**Assignment**
Count every line of the material that holds the string "this". Respond with the total only.

**Material provided**
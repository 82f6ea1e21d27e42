use crate::error::AppError;
use crate::model::{FilterKind, Task, TaskDraft, display_order};
use crate::storage::JsonStore;
use log::{info, warn};
use std::fmt;
use time::PrimitiveDateTime;

/// Handle for a task inside one [`TaskStore`]. Assigned in file order on
/// load and incrementally on add; never persisted.
#[derive(Debug, Clone, Copy, PartialEq, Eq, Hash, PartialOrd, Ord)]
pub struct TaskId(u64);

impl TaskId {
    pub fn new(raw: u64) -> Self {
        Self(raw)
    }

    pub fn get(self) -> u64 {
        self.0
    }
}

impl fmt::Display for TaskId {
    fn fmt(&self, f: &mut fmt::Formatter<'_>) -> fmt::Result {
        write!(f, "{}", self.0)
    }
}

#[derive(Debug, Clone, PartialEq, Eq)]
pub struct TaskEntry {
    pub id: TaskId,
    pub task: Task,
}

/// Result of a mutation that was applied in memory. `save_error` is set when
/// writing the file afterwards failed; the mutation is kept regardless.
#[derive(Debug)]
pub struct Committed<T> {
    pub value: T,
    pub save_error: Option<AppError>,
}

impl<T> Committed<T> {
    pub fn is_persisted(&self) -> bool {
        self.save_error.is_none()
    }
}

#[derive(Debug)]
pub struct StoreOpen {
    pub store: TaskStore,
    pub error: Option<AppError>,
}

/// Owns the task collection and commits every mutation to its JSON file.
#[derive(Debug)]
pub struct TaskStore {
    adapter: JsonStore,
    entries: Vec<TaskEntry>,
    next_id: u64,
}

impl TaskStore {
    /// Loads the backing file. A load failure leaves the store empty and is
    /// handed back for the caller to report.
    pub fn open(adapter: JsonStore) -> StoreOpen {
        match adapter.load() {
            Ok(tasks) => StoreOpen {
                store: Self::from_tasks(adapter, tasks),
                error: None,
            },
            Err(err) => {
                warn!(
                    "could not load {}: {}; starting with an empty list",
                    adapter.path().display(),
                    err
                );
                StoreOpen {
                    store: Self::from_tasks(adapter, Vec::new()),
                    error: Some(err),
                }
            }
        }
    }

    pub fn from_tasks(adapter: JsonStore, tasks: Vec<Task>) -> Self {
        let mut store = Self {
            adapter,
            entries: Vec::with_capacity(tasks.len()),
            next_id: 1,
        };
        for task in tasks {
            store.push(task);
        }
        store
    }

    /// Re-reads the backing file and renumbers the entries in file order. On
    /// failure the current entries are left untouched.
    pub fn reload(&mut self) -> Result<(), AppError> {
        let tasks = self.adapter.load()?;
        self.entries.clear();
        self.next_id = 1;
        for task in tasks {
            self.push(task);
        }
        Ok(())
    }

    pub fn adapter(&self) -> &JsonStore {
        &self.adapter
    }

    pub fn len(&self) -> usize {
        self.entries.len()
    }

    pub fn is_empty(&self) -> bool {
        self.entries.is_empty()
    }

    /// Entries in insertion order.
    pub fn entries(&self) -> &[TaskEntry] {
        &self.entries
    }

    pub fn get(&self, id: TaskId) -> Option<&Task> {
        self.entries
            .iter()
            .find(|entry| entry.id == id)
            .map(|entry| &entry.task)
    }

    pub fn add(
        &mut self,
        draft: &TaskDraft,
        now: PrimitiveDateTime,
    ) -> Result<Committed<TaskId>, AppError> {
        draft.validate(now)?;

        let id = self.push(Task::from_draft(draft));
        info!("added task {} {:?}", id, draft.title.trim());
        Ok(self.commit(id))
    }

    /// Applies an edit form. The notification latch is not re-armed, even
    /// when the deadline moves.
    pub fn update(
        &mut self,
        id: TaskId,
        draft: &TaskDraft,
        now: PrimitiveDateTime,
    ) -> Result<Committed<Task>, AppError> {
        draft.validate(now)?;

        let task = self.task_mut(id)?;
        task.apply_draft(draft);
        let updated = task.clone();
        info!("updated task {} {:?}", id, updated.title);
        Ok(self.commit(updated))
    }

    pub fn set_completed(
        &mut self,
        id: TaskId,
        completed: bool,
    ) -> Result<Committed<Task>, AppError> {
        let task = self.task_mut(id)?;
        task.completed = completed;
        let updated = task.clone();
        info!("task {} completed={}", id, completed);
        Ok(self.commit(updated))
    }

    pub fn toggle_completed(&mut self, id: TaskId) -> Result<Committed<Task>, AppError> {
        let completed = self
            .get(id)
            .map(|task| !task.completed)
            .ok_or_else(|| task_not_found(id))?;
        self.set_completed(id, completed)
    }

    pub fn remove(&mut self, id: TaskId) -> Result<Committed<Task>, AppError> {
        let index = self
            .entries
            .iter()
            .position(|entry| entry.id == id)
            .ok_or_else(|| task_not_found(id))?;

        let removed = self.entries.remove(index).task;
        info!("removed task {} {:?}", id, removed.title);
        Ok(self.commit(removed))
    }

    /// Latches the reminder flag. Used by the reminder sweep only.
    pub fn mark_notified(&mut self, id: TaskId) -> Result<Committed<Task>, AppError> {
        let task = self.task_mut(id)?;
        task.notified = true;
        let updated = task.clone();
        Ok(self.commit(updated))
    }

    pub fn overdue_count(&self, now: PrimitiveDateTime) -> usize {
        self.entries
            .iter()
            .filter(|entry| entry.task.is_overdue_at(now))
            .count()
    }

    /// Tasks matching `kind`, in display order.
    pub fn filtered_sorted(&self, kind: FilterKind, now: PrimitiveDateTime) -> Vec<&TaskEntry> {
        let mut view: Vec<&TaskEntry> = self
            .entries
            .iter()
            .filter(|entry| kind.matches(&entry.task, now))
            .collect();
        view.sort_by(|a, b| display_order(&a.task, &b.task));
        view
    }

    fn push(&mut self, task: Task) -> TaskId {
        let id = TaskId(self.next_id);
        self.next_id += 1;
        self.entries.push(TaskEntry { id, task });
        id
    }

    fn task_mut(&mut self, id: TaskId) -> Result<&mut Task, AppError> {
        self.entries
            .iter_mut()
            .find(|entry| entry.id == id)
            .map(|entry| &mut entry.task)
            .ok_or_else(|| task_not_found(id))
    }

    fn commit<T>(&self, value: T) -> Committed<T> {
        let save_error = self
            .adapter
            .save(self.entries.iter().map(|entry| &entry.task))
            .err();
        if let Some(err) = save_error.as_ref() {
            warn!("change kept in memory but not saved: {err}");
        }
        Committed { value, save_error }
    }
}

fn task_not_found(id: TaskId) -> AppError {
    AppError::not_found(format!("task {id} not found"))
}
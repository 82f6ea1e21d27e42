use crate::error::AppError;
use crate::reminder::Reminder;
use log::debug;

#[cfg(target_os = "linux")]
mod linux;
#[cfg(target_os = "linux")]
pub use linux::LinuxNotifier;

#[cfg(windows)]
mod windows;
#[cfg(windows)]
pub use windows::WindowsNotifier;

pub const REMINDER_SUMMARY: &str = "Task Deadline Reminder";
const DISABLE_ENV_VAR: &str = "TASKLIST_DISABLE_NOTIFICATIONS";

/// Receives the reminder sweep's signals.
pub trait Notifier {
    fn remind(&self, reminder: &Reminder) -> Result<(), AppError>;

    fn overdue_count(&self, count: usize) {
        let _ = count;
    }
}

pub struct NoopNotifier;

impl Notifier for NoopNotifier {
    fn remind(&self, _reminder: &Reminder) -> Result<(), AppError> {
        Ok(())
    }
}

pub fn reminder_body(reminder: &Reminder) -> String {
    format!(
        "Task: {}\nDeadline: {}\nPriority: {}",
        reminder.title,
        reminder.deadline_label(),
        reminder.priority.label()
    )
}

/// Desktop notifier for this platform, or the no-op notifier when
/// notifications are disabled or unsupported.
pub fn notifier_from_env(enabled: bool) -> Result<Box<dyn Notifier>, AppError> {
    if !enabled || std::env::var(DISABLE_ENV_VAR).is_ok() {
        return Ok(Box::new(NoopNotifier));
    }

    match platform_notifier() {
        Ok(notifier) => Ok(notifier),
        Err(err) => match err {
            AppError::Validation(message) => {
                debug!("desktop notifications off: {message}");
                Ok(Box::new(NoopNotifier))
            }
            other => Err(other),
        },
    }
}

#[cfg(target_os = "linux")]
pub fn platform_notifier() -> Result<Box<dyn Notifier>, AppError> {
    Ok(Box::new(LinuxNotifier))
}

#[cfg(windows)]
pub fn platform_notifier() -> Result<Box<dyn Notifier>, AppError> {
    Ok(Box::new(WindowsNotifier))
}

#[cfg(not(any(target_os = "linux", windows)))]
pub fn platform_notifier() -> Result<Box<dyn Notifier>, AppError> {
    Err(AppError::validation(
        "notifications are not supported on this platform",
    ))
}
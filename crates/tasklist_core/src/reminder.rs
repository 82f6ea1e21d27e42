use crate::error::AppError;
use crate::model::Priority;
use crate::notify::Notifier;
use crate::task_store::{TaskId, TaskStore};
use log::{info, warn};
use std::time::Duration;
use time::PrimitiveDateTime;
use time::macros::format_description;

/// Wall-clock spacing between two sweeps.
pub const REMINDER_INTERVAL: Duration = Duration::from_secs(60);

#[derive(Debug, Clone, PartialEq, Eq)]
pub struct Reminder {
    pub task_id: TaskId,
    pub title: String,
    pub deadline: PrimitiveDateTime,
    pub priority: Priority,
}

impl Reminder {
    pub fn deadline_label(&self) -> String {
        self.deadline
            .format(format_description!("[year]-[month]-[day] [hour]:[minute]"))
            .unwrap_or_else(|_| self.deadline.to_string())
    }
}

#[derive(Debug)]
pub struct ReminderFailure {
    pub task_id: TaskId,
    pub error: AppError,
}

#[derive(Debug, Default)]
pub struct SweepReport {
    pub overdue_count: usize,
    pub reminders: Vec<Reminder>,
    pub failures: Vec<ReminderFailure>,
    /// Set when a reloading loop could not re-read the file; the sweep was
    /// skipped.
    pub load_error: Option<AppError>,
}

/// One pass over the store: report the overdue count, then signal and latch
/// every task whose reminder threshold has been reached.
///
/// The latch is set even when the notifier or the following save fails;
/// neither is retried.
pub fn sweep(store: &mut TaskStore, notifier: &dyn Notifier, now: PrimitiveDateTime) -> SweepReport {
    let overdue_count = store.overdue_count(now);
    notifier.overdue_count(overdue_count);

    let due: Vec<Reminder> = store
        .entries()
        .iter()
        .filter(|entry| entry.task.should_notify_at(now))
        .filter_map(|entry| {
            Some(Reminder {
                task_id: entry.id,
                title: entry.task.title.clone(),
                deadline: entry.task.deadline_datetime()?,
                priority: entry.task.priority,
            })
        })
        .collect();

    let mut report = SweepReport {
        overdue_count,
        reminders: Vec::with_capacity(due.len()),
        failures: Vec::new(),
        load_error: None,
    };

    for reminder in due {
        info!(
            "reminder for task {} {:?} due {}",
            reminder.task_id,
            reminder.title,
            reminder.deadline_label()
        );

        if let Err(error) = notifier.remind(&reminder) {
            warn!("could not deliver reminder for task {}: {error}", reminder.task_id);
            report.failures.push(ReminderFailure {
                task_id: reminder.task_id,
                error,
            });
        }

        match store.mark_notified(reminder.task_id) {
            Ok(committed) => {
                if let Some(error) = committed.save_error {
                    report.failures.push(ReminderFailure {
                        task_id: reminder.task_id,
                        error,
                    });
                }
            }
            Err(error) => report.failures.push(ReminderFailure {
                task_id: reminder.task_id,
                error,
            }),
        }

        report.reminders.push(reminder);
    }

    report
}

/// Runs [`sweep`] on a fixed interval on the calling thread. The next sweep
/// is only scheduled after the previous one, saves included, has finished.
#[derive(Debug, Clone)]
pub struct ReminderLoop {
    interval: Duration,
    reload: bool,
}

impl Default for ReminderLoop {
    fn default() -> Self {
        Self::new(REMINDER_INTERVAL)
    }
}

impl ReminderLoop {
    pub fn new(interval: Duration) -> Self {
        Self {
            interval,
            reload: false,
        }
    }

    /// Re-read the store's file before every sweep, so tasks written by other
    /// processes in between are swept and not overwritten.
    pub fn reloading(mut self) -> Self {
        self.reload = true;
        self
    }

    pub fn interval(&self) -> Duration {
        self.interval
    }

    /// Sweeps until `keep_going` returns false; returns the number of sweeps.
    pub fn run<C, F>(
        &self,
        store: &mut TaskStore,
        notifier: &dyn Notifier,
        mut clock: C,
        mut keep_going: F,
    ) -> usize
    where
        C: FnMut() -> PrimitiveDateTime,
        F: FnMut(&SweepReport) -> bool,
    {
        let mut sweeps = 0;
        loop {
            let report = match self.reload.then(|| store.reload()) {
                Some(Err(err)) => {
                    warn!("skipping sweep, could not reload tasks: {err}");
                    SweepReport {
                        load_error: Some(err),
                        ..SweepReport::default()
                    }
                }
                _ => sweep(store, notifier, clock()),
            };
            sweeps += 1;
            if !keep_going(&report) {
                return sweeps;
            }
            std::thread::sleep(self.interval);
        }
    }
}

**Response box**
2